Exercise inputs >>
◇ ◇ ◇ ◇ ◇

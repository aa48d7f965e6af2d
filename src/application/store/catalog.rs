use tracing::{debug, error};

use super::{LoadingFlag, MarketplaceStore};
use crate::domain::ports::CarQuery;
use crate::domain::{Car, CatalogFilters, Pagination, View};

const CARS_FAILED: &str = "Failed to load cars. Please try again.";
const FEATURED_FAILED: &str = "Failed to load featured cars.";

impl MarketplaceStore {
    /// Loads one page of the catalog with the current filters.
    ///
    /// On failure the previous results stay in place.
    pub async fn load_cars(&self, page: u32) -> bool {
        let query = CarQuery::from_filters(&self.state.lock().catalog.filters, page);
        let _loading = self.loading(LoadingFlag::Cars);

        match self.catalog_port.list_cars(&query).await {
            Ok(result) => {
                debug!(
                    page = result.pagination.current,
                    pages = result.pagination.pages,
                    count = result.items.len(),
                    "Cars loaded"
                );
                let mut state = self.state.lock();
                state.catalog.cars = result.items;
                state.catalog.pagination = result.pagination;
                true
            }
            Err(e) => {
                error!(error = %e, page, "Error loading cars");
                self.notifications.error(CARS_FAILED);
                false
            }
        }
    }

    /// Loads the featured strip into its own slot.
    pub async fn load_featured_cars(&self) -> bool {
        let query = CarQuery::featured(self.settings.featured_limit);
        let _loading = self.loading(LoadingFlag::Featured);

        match self.catalog_port.list_cars(&query).await {
            Ok(result) => {
                self.state.lock().catalog.featured_cars = result.items;
                true
            }
            Err(e) => {
                error!(error = %e, "Error loading featured cars");
                self.notifications.error(FEATURED_FAILED);
                false
            }
        }
    }

    /// Switches to the browse view and reloads from the first page.
    pub async fn search(&self) -> bool {
        self.state.lock().ui.view = View::Browse;
        self.load_cars(1).await
    }

    /// Loads `page` if it exists and asks the view to scroll to the top.
    ///
    /// Returns `false` without touching state when `page` is out of range.
    pub async fn change_page(&self, page: u32) -> bool {
        {
            let mut state = self.state.lock();
            if !state.catalog.pagination.contains(page) {
                debug!(page, pages = state.catalog.pagination.pages, "Page out of range");
                return false;
            }
            state.ui.scroll_to_top = true;
        }
        self.load_cars(page).await
    }

    /// Switches view, loading whatever the new view needs.
    pub async fn navigate(&self, view: View) {
        let (changed, needs_cars, logged_in) = {
            let mut state = self.state.lock();
            let changed = state.ui.view != view;
            state.ui.view = view;
            (
                changed,
                state.catalog.cars.is_empty(),
                state.session.is_logged_in(),
            )
        };
        if !changed {
            return;
        }

        match view {
            View::Browse if needs_cars => {
                self.load_cars(1).await;
            }
            View::Favorites if logged_in => {
                self.load_favorites().await;
            }
            _ => {}
        }
    }

    /// Replaces the filters. Takes effect on the next search.
    pub fn set_filters(&self, filters: CatalogFilters) {
        self.state.lock().catalog.filters = filters;
    }

    /// Edits the filters in place.
    pub fn update_filters(&self, edit: impl FnOnce(&mut CatalogFilters)) {
        edit(&mut self.state.lock().catalog.filters);
    }

    /// Sets the free text query.
    pub fn set_search_query(&self, query: impl Into<String>) {
        self.state.lock().catalog.filters.search_query = query.into();
    }

    /// Announces the car the user opened.
    pub fn view_car_details(&self, car: &Car) {
        self.notifications
            .success(format!("Viewing details for {}", car.title()));
    }

    /// Current filters.
    #[must_use]
    pub fn filters(&self) -> CatalogFilters {
        self.state.lock().catalog.filters.clone()
    }

    /// Current result page.
    #[must_use]
    pub fn cars(&self) -> Vec<Car> {
        self.state.lock().catalog.cars.clone()
    }

    /// Featured strip.
    #[must_use]
    pub fn featured_cars(&self) -> Vec<Car> {
        self.state.lock().catalog.featured_cars.clone()
    }

    /// Pagination of the current result page.
    #[must_use]
    pub fn pagination(&self) -> Pagination {
        self.state.lock().catalog.pagination
    }

    /// Pager window for the current pagination, computed on each call.
    #[must_use]
    pub fn visible_pages(&self) -> Vec<u32> {
        self.pagination().visible_pages()
    }
}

◇ ◇ ◇ ◇ ◇

Lines with the word "debug" in them are the answer; report each one from the data.

use tracing::{debug, error};
                debug!(
                debug!(page, pages = state.catalog.pagination.pages, "Page out of range");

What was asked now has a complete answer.